## What you will do
Where the records below show the word "placeholders" in a line, please copy that line.

## Stored data entries
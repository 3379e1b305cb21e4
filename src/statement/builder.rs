//! Parameterized SQL construction.
//!
//! `build` is deterministic and side-effect free: the same table and
//! operation always produce the same statement. Values are bound through
//! `?` placeholders, one per parameter, and are never concatenated into the
//! SQL text.

use serde_json::Value;

use crate::validate::ValidationError;

use super::operation::{Document, QueryOp};

/// A parameterized SQL statement: text with `?` placeholders plus the bound
/// values in placeholder order. Immutable once built.
#[derive(Debug, Clone, PartialEq)]
pub struct Statement {
    sql: String,
    params: Vec<Value>,
}

impl Statement {
    /// Assemble a statement. The caller is responsible for placeholder and
    /// parameter counts matching; `build` upholds that for every operation.
    pub fn new(sql: impl Into<String>, params: Vec<Value>) -> Self {
        Self {
            sql: sql.into(),
            params,
        }
    }

    /// The SQL text.
    pub fn sql(&self) -> &str {
        &self.sql
    }

    /// The bound parameter values, in placeholder order.
    pub fn params(&self) -> &[Value] {
        &self.params
    }

    /// Number of `?` placeholders in the SQL text.
    pub fn placeholder_count(&self) -> usize {
        self.sql.matches('?').count()
    }
}

/// Build the SQL statement for an operation against a (pre-validated) table.
///
/// Fails with `ValidationError` when the arguments do not match what the
/// operation requires: an empty insert document, a missing `$set` mapping,
/// or an empty filter on a write path.
pub fn build(table: &str, op: &QueryOp) -> Result<Statement, ValidationError> {
    match op {
        QueryOp::Find { filter } => {
            let (clause, params) = where_clause(filter);
            Ok(Statement::new(
                format!("SELECT * FROM {table} WHERE {clause}"),
                params,
            ))
        }
        QueryOp::FindOne { filter } => {
            let (clause, params) = where_clause(filter);
            Ok(Statement::new(
                format!("SELECT * FROM {table} WHERE {clause} LIMIT 1"),
                params,
            ))
        }
        QueryOp::InsertOne { document } => {
            if document.is_empty() {
                return Err(ValidationError::invalid_args(
                    "insertOne requires a non-empty document",
                ));
            }
            let columns: Vec<&str> = document.keys().map(String::as_str).collect();
            let placeholders = vec!["?"; columns.len()].join(", ");
            let params: Vec<Value> = document.values().cloned().collect();
            Ok(Statement::new(
                format!(
                    "INSERT INTO {table} ({}) VALUES ({placeholders})",
                    columns.join(", ")
                ),
                params,
            ))
        }
        QueryOp::UpdateOne { filter, set } => {
            if set.is_empty() {
                return Err(ValidationError::invalid_args(
                    "updateOne requires a non-empty $set mapping",
                ));
            }
            if filter.is_empty() {
                return Err(ValidationError::invalid_args(
                    "updateOne requires a non-empty filter",
                ));
            }
            let assignments: Vec<String> =
                set.keys().map(|k| format!("{k} = ?")).collect();
            let (clause, where_params) = where_clause(filter);
            // SET values first, then WHERE values.
            let mut params: Vec<Value> = set.values().cloned().collect();
            params.extend(where_params);
            Ok(Statement::new(
                format!(
                    "UPDATE {table} SET {} WHERE {clause}",
                    assignments.join(", ")
                ),
                params,
            ))
        }
        QueryOp::DeleteOne { filter } | QueryOp::DeleteMany { filter } => {
            // Both delete operations compile to the same unbounded DELETE;
            // single-row semantics rely on the caller filtering by a unique
            // key (DESIGN.md, D1).
            if filter.is_empty() {
                return Err(ValidationError::invalid_args(
                    "delete operations require a non-empty filter",
                ));
            }
            let (clause, params) = where_clause(filter);
            Ok(Statement::new(
                format!("DELETE FROM {table} WHERE {clause}"),
                params,
            ))
        }
        QueryOp::Raw { sql, params } => Ok(Statement::new(sql.clone(), params.clone())),
    }
}

/// Conjunction of `column = ?` terms in the filter's iteration order.
/// Empty filter yields `1=1`, matching all rows.
fn where_clause(filter: &Document) -> (String, Vec<Value>) {
    if filter.is_empty() {
        return ("1=1".to_string(), Vec::new());
    }
    let clause: Vec<String> = filter.keys().map(|k| format!("{k} = ?")).collect();
    let params: Vec<Value> = filter.values().cloned().collect();
    (clause.join(" AND "), params)
}

#[cfg(test)]
mod tests {
    use super::*;
    use serde_json::json;

    fn doc(value: Value) -> Document {
        match value {
            Value::Object(map) => map,
            other => panic!("expected object, got {other}"),
        }
    }

    #[test]
    fn find_one_builds_select_with_limit() {
        let op = QueryOp::FindOne {
            filter: doc(json!({"discord_id": "42"})),
        };
        let stmt = build("stats", &op).unwrap();
        assert_eq!(
            stmt.sql(),
            "SELECT * FROM stats WHERE discord_id = ? LIMIT 1"
        );
        assert_eq!(stmt.params(), &[json!("42")]);
    }

    #[test]
    fn find_with_empty_filter_matches_all_rows() {
        let op = QueryOp::Find {
            filter: Document::new(),
        };
        let stmt = build("stats", &op).unwrap();
        assert_eq!(stmt.sql(), "SELECT * FROM stats WHERE 1=1");
        assert!(stmt.params().is_empty());
    }

    #[test]
    fn find_joins_filter_terms_with_and() {
        let op = QueryOp::Find {
            filter: doc(json!({"guild_id": "1", "banned": false})),
        };
        let stmt = build("bans", &op).unwrap();
        assert_eq!(
            stmt.sql(),
            "SELECT * FROM bans WHERE guild_id = ? AND banned = ?"
        );
        assert_eq!(stmt.params(), &[json!("1"), json!(false)]);
    }

    #[test]
    fn update_puts_set_values_before_where_values() {
        let op = QueryOp::UpdateOne {
            filter: doc(json!({"discord_id": "42"})),
            set: doc(json!({"elo": 1500})),
        };
        let stmt = build("stats", &op).unwrap();
        assert_eq!(stmt.sql(), "UPDATE stats SET elo = ? WHERE discord_id = ?");
        assert_eq!(stmt.params(), &[json!(1500), json!("42")]);
    }

    #[test]
    fn update_preserves_key_order_in_both_clauses() {
        let op = QueryOp::UpdateOne {
            filter: doc(json!({"guild_id": "g", "discord_id": "d"})),
            set: doc(json!({"wins": 3, "losses": 1})),
        };
        let stmt = build("stats", &op).unwrap();
        assert_eq!(
            stmt.sql(),
            "UPDATE stats SET wins = ?, losses = ? WHERE guild_id = ? AND discord_id = ?"
        );
        assert_eq!(
            stmt.params(),
            &[json!(3), json!(1), json!("g"), json!("d")]
        );
    }

    #[test]
    fn update_without_set_is_rejected() {
        let op = QueryOp::UpdateOne {
            filter: doc(json!({"discord_id": "42"})),
            set: Document::new(),
        };
        assert!(build("stats", &op).is_err());
    }

    #[test]
    fn insert_builds_column_and_placeholder_lists_in_order() {
        let op = QueryOp::InsertOne {
            document: doc(json!({"discord_id": "42", "elo": 1000, "wins": 0})),
        };
        let stmt = build("stats", &op).unwrap();
        assert_eq!(
            stmt.sql(),
            "INSERT INTO stats (discord_id, elo, wins) VALUES (?, ?, ?)"
        );
        assert_eq!(stmt.params(), &[json!("42"), json!(1000), json!(0)]);
    }

    #[test]
    fn insert_with_empty_document_is_rejected() {
        let op = QueryOp::InsertOne {
            document: Document::new(),
        };
        assert!(build("stats", &op).is_err());
    }

    #[test]
    fn delete_one_and_delete_many_build_the_same_statement() {
        let filter = doc(json!({"discord_id": "42"}));
        let one = build(
            "bans",
            &QueryOp::DeleteOne {
                filter: filter.clone(),
            },
        )
        .unwrap();
        let many = build("bans", &QueryOp::DeleteMany { filter }).unwrap();
        assert_eq!(one, many);
        assert_eq!(one.sql(), "DELETE FROM bans WHERE discord_id = ?");
    }

    #[test]
    fn delete_with_empty_filter_is_rejected() {
        // An unfiltered DELETE would wipe the table; refuse it up front.
        let op = QueryOp::DeleteMany {
            filter: Document::new(),
        };
        assert!(build("bans", &op).is_err());
    }

    #[test]
    fn raw_passes_sql_and_params_through_untouched() {
        let op = QueryOp::Raw {
            sql: "SELECT elo FROM stats ORDER BY elo DESC LIMIT 10".to_string(),
            params: vec![],
        };
        let stmt = build("stats", &op).unwrap();
        assert_eq!(stmt.sql(), "SELECT elo FROM stats ORDER BY elo DESC LIMIT 10");
    }

    #[test]
    fn placeholder_count_equals_param_count_for_every_operation() {
        let ops = [
            QueryOp::Find {
                filter: doc(json!({"a": 1, "b": 2})),
            },
            QueryOp::FindOne {
                filter: doc(json!({"a": 1})),
            },
            QueryOp::InsertOne {
                document: doc(json!({"a": 1, "b": 2, "c": 3})),
            },
            QueryOp::UpdateOne {
                filter: doc(json!({"a": 1, "b": 2})),
                set: doc(json!({"c": 3})),
            },
            QueryOp::DeleteOne {
                filter: doc(json!({"a": 1})),
            },
            QueryOp::DeleteMany {
                filter: doc(json!({"a": 1, "b": 2})),
            },
        ];
        for op in &ops {
            let stmt = build("stats", op).unwrap();
            assert_eq!(
                stmt.placeholder_count(),
                stmt.params().len(),
                "mismatch for {}",
                op.name()
            );
        }
    }
}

## Task result
//! `?` placeholders, one per parameter, and are never concatenated into the
/// A parameterized SQL statement: text with `?` placeholders plus the bound
    /// Number of `?` placeholders in the SQL text.
            let placeholders = vec!["?"; columns.len()].join(", ");
                    "INSERT INTO {table} ({}) VALUES ({placeholders})",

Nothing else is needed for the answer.